L’imperativo categorico, dunque, è accelerare nella speranza di recuperare il tempo perduto. Anche in tal senso il piano di accessibilità per il Sud prevede tempi stretti per i progetti ancora mancanti come l’alta velocità di rete Salerno-Reggio Calabria, l’attraversamento dello stretto di Messina, la Battipaglia-Potenza-Metaponto, ma anche il potenziamento della statale 106 e il raccordo ferroviario del porto di Napoli. Non c’è un minuto da perdere se si pensa che oggi non risulta approvato il progetto di fattibilità, previsto dal Documento di economia e finanza del 2017, sulla base del quale si sarebbero dovute vagliare le opzioni per l’attraversamento dello stretto di Messina. «Per colmare più rapidamente i ritardi infrastrutturali che comunque richiederanno tempi medio-lunghi – spiega Cascetta – è necessario confermare e migliorare la politica degli incentivi ai servizi di trasporto viaggiatori e merci come il ferrobonus e il marebonus». In questa prospettiva il piano di accessibilità prevede l’immediato avvio di servizi ferroviari ad alta velocità per collegare le città che già ne dispongono con quelle che ne sono prive e che, anche in ragione di questo deficit infrastrutturale, fanno segnare un pil nettamente più basso. In che modo?
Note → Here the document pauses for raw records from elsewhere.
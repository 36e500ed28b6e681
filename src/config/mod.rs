//! Configuration management
//!
//! Jobs come from a TOML file of `[[job]]` tables. The loader hands the
//! run command an already-validated, immutable job list; nothing else in
//! the crate touches the file format.

use crate::types::MirraError;
use clap::Parser;
use serde::Deserialize;
use std::collections::HashSet;
use std::fs;
use std::path::{Path, PathBuf};

/// Command-line interface for mirra
#[derive(Debug, Parser)]
#[command(
    name = "mirra",
    version,
    about = "Directory-level mirror sync - fast change detection, no database, no hashing"
)]
pub struct Cli {
    /// Path to the TOML job file
    #[arg(short, long, default_value = "mirra.toml")]
    pub config: PathBuf,

    /// Path to the last-sync state file
    #[arg(short, long, default_value = ".mirra_state.json")]
    pub state: PathBuf,

    /// Run only the named job(s); may be repeated
    #[arg(short, long)]
    pub job: Vec<String>,
}

/// One named source -> target sync job
///
/// Immutable for the duration of a run. The name doubles as the key in
/// the state store, so it must be unique across the job file.
#[derive(Debug, Clone, Deserialize, PartialEq, Eq)]
pub struct SyncJob {
    /// Unique job name (state-store key)
    pub name: String,

    /// Directory to mirror from (never mutated)
    pub source: PathBuf,

    /// Directory to mirror into
    pub target: PathBuf,
}

#[derive(Debug, Deserialize)]
struct JobFile {
    #[serde(default)]
    job: Vec<SyncJob>,
}

/// Load and validate the job list from a TOML file
pub fn load_jobs(path: &Path) -> Result<Vec<SyncJob>, MirraError> {
    let raw = fs::read_to_string(path).map_err(|e| {
        MirraError::Config(format!("Cannot read job file {}: {}", path.display(), e))
    })?;

    let file: JobFile = toml::from_str(&raw).map_err(|e| {
        MirraError::Config(format!("Cannot parse job file {}: {}", path.display(), e))
    })?;

    validate_jobs(&file.job)?;
    Ok(file.job)
}

/// Validate a job list
///
/// Rejects an empty list, empty or duplicate names, and jobs whose
/// source and target are the same path.
pub fn validate_jobs(jobs: &[SyncJob]) -> Result<(), MirraError> {
    if jobs.is_empty() {
        return Err(MirraError::Config(
            "Job file contains no [[job]] entries".to_string(),
        ));
    }

    let mut seen: HashSet<&str> = HashSet::new();
    for job in jobs {
        if job.name.is_empty() {
            return Err(MirraError::Config(
                "Job name must not be empty".to_string(),
            ));
        }
        if !seen.insert(job.name.as_str()) {
            return Err(MirraError::Config(format!(
                "Duplicate job name: {}",
                job.name
            )));
        }
        if job.source == job.target {
            return Err(MirraError::Config(format!(
                "Job {}: source and target cannot be the same path",
                job.name
            )));
        }
    }

    Ok(())
}

/// Filter the job list down to the names requested on the CLI
///
/// An empty selection means "run everything". Requesting a name that is
/// not in the file is a configuration error, not a silent no-op.
pub fn select_jobs(jobs: Vec<SyncJob>, names: &[String]) -> Result<Vec<SyncJob>, MirraError> {
    if names.is_empty() {
        return Ok(jobs);
    }

    let known: HashSet<&str> = jobs.iter().map(|j| j.name.as_str()).collect();
    for name in names {
        if !known.contains(name.as_str()) {
            return Err(MirraError::Config(format!("Unknown job name: {}", name)));
        }
    }

    Ok(jobs
        .into_iter()
        .filter(|j| names.iter().any(|n| n == &j.name))
        .collect())
}

#[cfg(test)]
mod tests {
    use super::*;
    use std::io::Write;
    use tempfile::NamedTempFile;

    fn job(name: &str, source: &str, target: &str) -> SyncJob {
        SyncJob {
            name: name.to_string(),
            source: PathBuf::from(source),
            target: PathBuf::from(target),
        }
    }

    #[test]
    fn test_load_jobs_from_toml() {
        let mut file = NamedTempFile::new().expect("create temp job file");
        writeln!(
            file,
            r#"
[[job]]
name = "books"
source = "/data/books"
target = "/backup/books"

[[job]]
name = "photos"
source = "/data/photos"
target = "/backup/photos"
"#
        )
        .expect("write job file");

        let jobs = load_jobs(file.path()).expect("load should succeed");
        assert_eq!(jobs.len(), 2);
        assert_eq!(jobs[0].name, "books");
        assert_eq!(jobs[0].source, PathBuf::from("/data/books"));
        assert_eq!(jobs[1].name, "photos");
    }

    #[test]
    fn test_load_jobs_missing_file() {
        let err = load_jobs(Path::new("/nonexistent/mirra.toml")).unwrap_err();
        assert!(err.is_config_error());
        assert!(err.to_string().contains("Cannot read job file"));
    }

    #[test]
    fn test_load_jobs_bad_toml() {
        let mut file = NamedTempFile::new().expect("create temp job file");
        writeln!(file, "not [ valid toml").expect("write job file");

        let err = load_jobs(file.path()).unwrap_err();
        assert!(err.is_config_error());
        assert!(err.to_string().contains("Cannot parse job file"));
    }

    #[test]
    fn test_validate_rejects_empty_list() {
        let err = validate_jobs(&[]).unwrap_err();
        assert!(err.to_string().contains("no [[job]] entries"));
    }

    #[test]
    fn test_validate_rejects_duplicate_names() {
        let jobs = vec![job("a", "/s1", "/t1"), job("a", "/s2", "/t2")];
        let err = validate_jobs(&jobs).unwrap_err();
        assert!(err.to_string().contains("Duplicate job name: a"));
    }

    #[test]
    fn test_validate_rejects_empty_name() {
        let jobs = vec![job("", "/s", "/t")];
        let err = validate_jobs(&jobs).unwrap_err();
        assert!(err.to_string().contains("must not be empty"));
    }

    #[test]
    fn test_validate_rejects_source_equals_target() {
        let jobs = vec![job("same", "/data", "/data")];
        let err = validate_jobs(&jobs).unwrap_err();
        assert!(err.to_string().contains("source and target"));
    }

    #[test]
    fn test_select_jobs_empty_selection_keeps_all() {
        let jobs = vec![job("a", "/s1", "/t1"), job("b", "/s2", "/t2")];
        let selected = select_jobs(jobs.clone(), &[]).expect("select should succeed");
        assert_eq!(selected, jobs);
    }

    #[test]
    fn test_select_jobs_filters_by_name() {
        let jobs = vec![job("a", "/s1", "/t1"), job("b", "/s2", "/t2")];
        let selected =
            select_jobs(jobs, &["b".to_string()]).expect("select should succeed");
        assert_eq!(selected.len(), 1);
        assert_eq!(selected[0].name, "b");
    }

    #[test]
    fn test_select_jobs_unknown_name_is_error() {
        let jobs = vec![job("a", "/s1", "/t1")];
        let err = select_jobs(jobs, &["missing".to_string()]).unwrap_err();
        assert!(err.to_string().contains("Unknown job name: missing"));
    }
}
//! # mirra - Directory-Level Mirror Sync
//!
//! Mirrors source directory trees into target trees using directory
//! modification timestamps as the only change signal: no database, no
//! content hashing, no per-file stat sweep. Detection is fast and simple
//! at the cost of re-copying every file in a directory whose entry list
//! churned, and of missing in-place content edits that leave the
//! containing directory's mtime untouched (a documented limitation).
//!
//! Well suited to nested collections - ebook libraries, photo archives,
//! document trees - where files are grouped into small directories.

// Module declarations
pub mod commands;
pub mod config;
pub mod engine;
pub mod state;
pub mod types;

// Re-export commonly used types
pub use config::SyncJob;
pub use state::StateStore;
pub use types::{MirraError, SkippedItem, SyncOutcome, SyncStats};

/// Library version
pub const VERSION: &str = env!("CARGO_PKG_VERSION");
Con un Av Bonus sulla scorta del ferrobonus, beneficio che la legge di bilancio del 2020 riserva alle imprese utenti di servizi ferroviari che commissionano treni completi e per il quale risultano già stanziati 39 milioni di euro fino al 2021. L’importanza di questa misura discende dall’andamento del traffico merci tra il 2009 e il 2019, cresciuto soprattutto per quanto riguarda il cargo aereo, ferroviario e mare. Quanto alle gestioni più orientate al mercato, il piano si riferisce soprattutto agli aeroporti. Alcuni scali, infatti, sono ancora in mano pubblica, cioè gestiti da società a maggioranza pubblica, a differenza di quanto avviene in altre località italiane ed europee. Per gli aeroporti minori a funzione di coesione territoriale, il piano di accessibilità riconosce la necessità di favorire la privatizzazione degli scali a mercato per efficientare l’individuazione delle rotte più redditizie, costruire nuove partnership e migliorare la condizione complessiva degli stessi aeroporti.
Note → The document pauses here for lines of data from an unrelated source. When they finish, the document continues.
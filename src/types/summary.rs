//! Outcome reporting for a single sync pass

use chrono::{DateTime, Utc};
use std::path::PathBuf;

/// Counters accumulated over one sync pass.
#[derive(Debug, Clone, Default, PartialEq, Eq)]
pub struct SyncStats {
    /// Directories visited by the change scan (root included).
    pub dirs_scanned: u64,
    /// Directories whose mtime crossed the last-sync timestamp.
    pub dirs_changed: u64,
    /// Files copied (root files plus changed-directory contents).
    pub files_copied: u64,
    /// Aggregate bytes copied.
    pub bytes_copied: u64,
    /// Stale files removed from the target.
    pub files_deleted: u64,
    /// Stale directories removed from the target.
    pub dirs_deleted: u64,
    /// Per-item failures that were skipped over.
    pub errors: u64,
}

/// A single item the pass failed to process and skipped over.
///
/// Skips are warnings, not pass aborts, but any skip marks the pass dirty
/// so the caller retries the item on the next run.
#[derive(Debug, Clone)]
pub struct SkippedItem {
    /// Absolute path of the item.
    pub path: PathBuf,
    /// Operation that failed ("copy", "delete", "scan").
    pub action: &'static str,
    /// Underlying error, formatted.
    pub reason: String,
}

/// Result of one sync pass for one job.
#[derive(Debug, Clone)]
pub struct SyncOutcome {
    /// Wall-clock time captured before phase 1. This is the value to
    /// persist as the job's last-sync timestamp: source changes made
    /// while the pass runs stay newer than it and are picked up next run.
    pub started_at: DateTime<Utc>,
    /// Counters for the pass.
    pub stats: SyncStats,
    /// Itemized per-item failures.
    pub skipped: Vec<SkippedItem>,
}

impl SyncOutcome {
    /// Create an outcome stamped with the pass start time.
    pub fn new(started_at: DateTime<Utc>) -> Self {
        Self {
            started_at,
            stats: SyncStats::default(),
            skipped: Vec::new(),
        }
    }

    /// True when every item was processed; only then may the stored
    /// timestamp advance.
    pub fn is_clean(&self) -> bool {
        self.skipped.is_empty() && self.stats.errors == 0
    }

    /// Record a per-item failure and keep going.
    pub fn skip(&mut self, path: PathBuf, action: &'static str, reason: impl ToString) {
        self.stats.errors += 1;
        self.skipped.push(SkippedItem {
            path,
            action,
            reason: reason.to_string(),
        });
    }
}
L’ultima proposta inserita nel piano di accessibilità contempla politiche industriali e infrastrutture collegate alle potenzialità del Mezzogiorno. «Quest’area – aggiunge Cascetta – possiede produzioni di eccellenza orientate all’export con forte necessità di accesso ai mercati di sbocco e dei semilavorati». Perciò resta fondamentale garantire già in partenza una rete trasportistica e
servizi logistici in grado di supportare le attività destinate a insediarsi sui vari territori. In questa prospettiva assume grande rilevanza anche il turismo. Al Sud e nelle isole, infatti, si registrano il 16% degli arrivi totali e il 20% degli arrivi turistici in Italia. Tra 2014 e 2018, inoltre, gli arrivi stranieri sono cresciuti quasi del 44% al Sud, mentre il resto del Paese ha registrato un incremento di circa il 26%. Numeri che dimostrano quanto il settore dell’accoglienza rappresenti un importante driver di sviluppo per il Meridione, prima ancora che per il resto del Paese. Conti alla mano, l’avvio dei cantieri già finanziati nel Mezzogiorno per circa 60 miliardi di euro dovrebbe generare un contributo pari al 2,5% l’anno per dieci anni e 125mila nuovi posti di lavoro. «Sarebbe come dare occupazione al personale di dieci stabilimenti Ilva o quattro impianti Fca – conclude Cascetta – Oggi l’analisi dell’andamento economico del Mezzogiorno è caratterizzato dalla crescita di export e turismo, ma anche da una situazione fortemente carente sul piano delle infrastrutture che inevitabilmente mette in difficoltà tanto gli operatori locali quanto gli imprenditori disposti a investire sul territorio: ecco perché bisogna intervenire rapidamente».